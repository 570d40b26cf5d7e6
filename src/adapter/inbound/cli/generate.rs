//! Handler for `linestack generate`.
//!
//! Loads the roster, runs the generation loop on a blocking task while a
//! Ctrl-C watcher flips the shared cancel flag, lays each lineup out on the
//! site's slots and writes the upload-ready and with-projections files.

use std::path::PathBuf;

use dialoguer::{theme::ColorfulTheme, Select};
use serde_json::json;
use tabled::{Table, Tabled};
use tracing::{info, warn};

use crate::adapter::inbound::cli::command::GenerateArgs;
use crate::adapter::inbound::cli::output;
use crate::adapter::outbound::csv::{CsvLineupWriter, CsvRosterSource};
use crate::application::generator::{
    CancelFlag, GenerationReport, GenerationState, LineupGenerator,
};
use crate::domain::catalog::RosterCatalog;
use crate::domain::rules::{Site, SiteRules};
use crate::domain::slot::{FilledLineup, SlotMapper};
use crate::error::{Error, Result};
use crate::infrastructure::config::settings::Config;
use crate::infrastructure::factory::solver::build_solver;
use crate::port::outbound::roster::{LineupSink, OutputMode, RosterSource};

/// Lineups shown in the summary table.
const PREVIEW_ROWS: usize = 5;

#[derive(Tabled)]
struct PreviewRow {
    #[tabled(rename = "#")]
    index: usize,
    #[tabled(rename = "Projected")]
    projected: String,
    #[tabled(rename = "Salary")]
    salary: u32,
    #[tabled(rename = "Lineup")]
    players: String,
}

/// Apply command-line overrides on top of the loaded configuration.
fn apply_overrides(config: &mut Config, args: &GenerateArgs) {
    if let Some(lineups) = args.lineups {
        config.optimizer.lineups = lineups;
    }
    if let Some(overlap) = args.overlap {
        config.optimizer.overlap = overlap;
    }
    if let Some(secs) = args.time_limit {
        config.optimizer.time_limit_secs = secs;
    }
    if let Some(path) = &args.output {
        config.output.path.clone_from(path);
    }
}

/// Site precedence: flag, config file, interactive prompt, DraftKings.
fn resolve_site(flag: Option<Site>, config: &Config) -> Result<Site> {
    if let Some(site) = flag.or(config.site) {
        return Ok(site);
    }
    if output::is_interactive() {
        return prompt_site(config.rules.is_some());
    }
    info!("No site given, defaulting to draftkings");
    Ok(Site::Draftkings)
}

fn prompt_site(has_custom_rules: bool) -> Result<Site> {
    let mut sites = Site::BUILT_IN.to_vec();
    if has_custom_rules {
        sites.push(Site::Custom);
    }
    let labels: Vec<String> = sites
        .iter()
        .map(|site| match site.rules() {
            Some(rules) => format!("{} ({})", rules.name, site),
            None => "Custom rules from config".to_string(),
        })
        .collect();

    let choice = Select::with_theme(&ColorfulTheme::default())
        .with_prompt("Select contest site")
        .items(&labels)
        .default(0)
        .interact()?;
    Ok(sites[choice])
}

/// Run the loop off the async runtime, cancelling on Ctrl-C.
async fn run_generation(
    catalog: RosterCatalog,
    rules: SiteRules,
    config: &Config,
) -> Result<(RosterCatalog, SiteRules, GenerationReport)> {
    let cancel = CancelFlag::new();
    let watcher = tokio::spawn({
        let cancel = cancel.clone();
        async move {
            if tokio::signal::ctrl_c().await.is_ok() {
                warn!("Interrupt received, stopping after the current lineup");
                cancel.cancel();
            }
        }
    });

    let solver = build_solver(&config.optimizer);
    let requested = config.optimizer.lineups;
    let overlap = config.optimizer.overlap;
    let bar = output::progress(requested as u64, "Generating lineups");
    let task_bar = bar.clone();

    let task = tokio::task::spawn_blocking(move || {
        let report = LineupGenerator::new(&catalog, &rules, solver.as_ref())
            .lineups(requested)
            .overlap(overlap)
            .cancel_flag(cancel)
            .generate_with_progress(|_, produced| task_bar.set_position(produced as u64))?;
        Ok::<_, Error>((catalog, rules, report))
    });

    let result = task.await.map_err(|err| Error::Task(err.to_string()));
    watcher.abort();

    let (catalog, rules, report) = match result {
        Ok(Ok(done)) => done,
        Ok(Err(err)) | Err(err) => {
            bar.abandon();
            return Err(err);
        }
    };

    let message = format!("{} of {} lineups", report.produced(), report.requested);
    match report.state {
        GenerationState::Complete => {
            output::progress_success(&bar, &format!("Generated {message}"));
        }
        GenerationState::Infeasible => output::progress_stopped(
            &bar,
            &format!("Stopped early: no further lineup satisfies the rules ({message})"),
        ),
        GenerationState::Cancelled => {
            output::progress_stopped(&bar, &format!("Cancelled ({message})"));
        }
        GenerationState::Running => bar.finish_and_clear(),
    }
    Ok((catalog, rules, report))
}

fn preview(filled: &[FilledLineup], report: &GenerationReport, catalog: &RosterCatalog) {
    let rows: Vec<PreviewRow> = filled
        .iter()
        .zip(report.pool.iter())
        .take(PREVIEW_ROWS)
        .enumerate()
        .map(|(i, (lineup, picked))| PreviewRow {
            index: i + 1,
            projected: format!("{:.2}", lineup.projected),
            salary: picked.salary(catalog),
            players: lineup.players.join(", "),
        })
        .collect();
    if rows.is_empty() {
        return;
    }
    output::section("Top lineups");
    output::lines(&Table::new(rows).to_string());
}

/// Execute `generate`.
pub async fn execute(args: GenerateArgs) -> Result<()> {
    let mut config = Config::load_or_default(&args.config)?;
    apply_overrides(&mut config, &args);
    let site = resolve_site(args.site, &config)?;
    config.site = Some(site);
    config.validate()?;
    let rules = config.rules_for(site)?;

    let source = CsvRosterSource::new(&args.skaters, &args.goalies);
    let catalog = RosterCatalog::try_new(source.skaters()?, source.goalies()?)?;

    output::header(env!("CARGO_PKG_VERSION"));
    output::field("Site", &rules.name);
    output::field("Skaters", catalog.skater_count());
    output::field("Goalies", catalog.goalie_count());
    output::field("Lineups", config.optimizer.lineups);
    output::field("Overlap", config.optimizer.overlap);

    let (catalog, rules, report) = run_generation(catalog, rules, &config).await?;

    let mapper = SlotMapper::new(&rules);
    let filled = report
        .pool
        .iter()
        .map(|lineup| mapper.fill(lineup, &catalog))
        .collect::<std::result::Result<Vec<_>, _>>()?;

    let upload_path = config.output.path.clone();
    let projections_path: PathBuf = config.output.with_projections_path();
    let header = rules.header();
    CsvLineupWriter::new(&upload_path, OutputMode::UploadReady).write(&header, &filled)?;
    CsvLineupWriter::new(&projections_path, OutputMode::WithProjections).write(&header, &filled)?;

    if output::is_json() {
        let lineups: Vec<_> = filled
            .iter()
            .map(|l| {
                json!({
                    "players": l.players,
                    "projected": format!("{:.2}", l.projected),
                    "actual": l.actual.map(|a| format!("{a:.2}")),
                })
            })
            .collect();
        output::json_output(json!({
            "command": "generate",
            "site": site.name(),
            "state": report.state.to_string(),
            "requested": report.requested,
            "produced": report.produced(),
            "output": upload_path.display().to_string(),
            "with_projections": projections_path.display().to_string(),
            "header": header,
            "lineups": lineups,
        }));
        return Ok(());
    }

    preview(&filled, &report, &catalog);
    output::section("Output");
    output::field("Upload file", upload_path.display());
    output::field("Projections", projections_path.display());
    Ok(())
}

# PROBLEM DESCRIPTION
Would you please state how many lines in the material hold "loop"? The number alone will do.

# EXERCISE ANSWER
2